Contains experiment definitions in YAML format. A config describes:

Which dataset loader to use
Which model architecture to instantiate
Which trainer class to run and with what parameters
Metrics and evaluation setup

`loaders/`

Defines dataset loaders extending from utils/loader.DatasetLoader. Example: MNISTLoader. Loaders are configurable from YAML, allowing easy swapping or parameterization of datasets.

`metrics/`

Implements evaluation logic. The Metrics base class in metrics/base.py provides a common interface for new metrics. Subclasses extend this to implement domain-specific measures like FID or Inception Score.

`models/`

Houses model architectures:

unet/ – UNet-based diffusion backbones
vae/ – Variational Autoencoders
vit/ – Vision Transformers
base/ – abstract model definitions
common/ – shared logic and mixins (e.g., Model.from_params to instantiate models from configs)

`notebooks/`

Contains Jupyter notebooks for quick testing, prototyping, or demonstrating functionality. These are supplementary; the main execution is via main.py.

`trainer/`

Defines the training process:

base.py – generic Trainer base class
Extensions – specialized trainers (e.g., gradient-based trainers for diffusion models)
Includes logging of key metrics like loss by default
If you want to log evaluation Metrics (from the metrics module), you can create a custom trainer to incorporate them into the training loop

`ui/`

Streamlit interface for inference.
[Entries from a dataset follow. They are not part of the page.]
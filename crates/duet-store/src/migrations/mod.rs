//! Schema steps for the SQLite document store.
//!
//! The schema version lives in the `user_version` pragma. Opening a
//! database applies every step above it, in order, each in its own
//! transaction.

pub mod v001_initial;

use rusqlite::Connection;
use tracing::{debug, info};

use crate::error::{Result, StoreError};

type Step = fn(&Connection) -> rusqlite::Result<()>;

/// Ordered schema steps. Version `n` is `STEPS[n - 1]`.
const STEPS: &[(&str, Step)] = &[("documents table", v001_initial::up)];

pub fn schema_version(conn: &Connection) -> Result<u32> {
    Ok(conn.pragma_query_value(None, "user_version", |row| row.get(0))?)
}

/// Bring `conn` up to the newest schema. A database written by a newer
/// build is refused rather than downgraded.
pub fn run_migrations(conn: &mut Connection) -> Result<()> {
    let latest = STEPS.len() as u32;
    let found = schema_version(conn)?;
    if found > latest {
        return Err(StoreError::Migration(format!(
            "schema version {found} is newer than supported {latest}"
        )));
    }
    if found == latest {
        debug!(version = found, "document schema current");
        return Ok(());
    }

    for (version, (name, step)) in (1u32..).zip(STEPS).skip(found as usize) {
        let tx = conn.transaction()?;
        step(&tx).map_err(|e| StoreError::Migration(format!("step {version} ({name}): {e}")))?;
        tx.pragma_update(None, "user_version", version)?;
        tx.commit()?;
        info!(version, name, "applied schema step");
    }
    Ok(())
}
Lets you:

Load checkpoints
Select a diffusion model
Generate images interactively

`utils/`

Helper functionality for the package:

parser.py – advanced YAML parser, dynamically resolving modules, functions, and references
loader.py – defines the DatasetLoader base class for flexible dataset integration

`main.py`

The entrypoint script. It:

Reads and parses a YAML config
Resolves and instantiates all modules (trainer, model, dataset, metrics)
Executes training or inference workflows

Configuration System

The parser in utils/parser.py makes experiments highly flexible. Each YAML file may contain:

Direct values: simple scalars (e.g., epochs: 10)
Resolvable values: dictionaries specifying module, source, call, args, and optional lazy
References: re-use values defined earlier in the config (args.variable_name)
Local modules: custom Python files specified by local to extend functionality

This design lets you declaratively define entire experiments.

Example Config

Below is the example config file:

ddpm:
  module: trainer.models.ddpm
  source: DDPMTrainer
  args:
    prefix: notebooks
    model_type: sde
    img_size: 32
    in_channels: 1
    batch_size: 64
    shuffle: True
    save_freq: 50
    dataset_path: ./notebooks/data
    beta_min: 0.1
    beta_max: 1
    target_transform:
    download: True
    loader:
      module: loaders
      source: MNISTLoader
      call: False

This config demonstrates:

Loading MNIST with MNISTLoader
Using an SDE-based diffusion trainer
Training with batch_size=64 and saving checkpoints every 50 steps
Building a UNet-like model with in_channels=1 and img_size=32
Since ddpm is a Trainer object, after parsing completed, the train function is called

⚠️ The config specifies DDPMTrainer as an example trainer. The structure allows swapping this with other trainers by editing only the config.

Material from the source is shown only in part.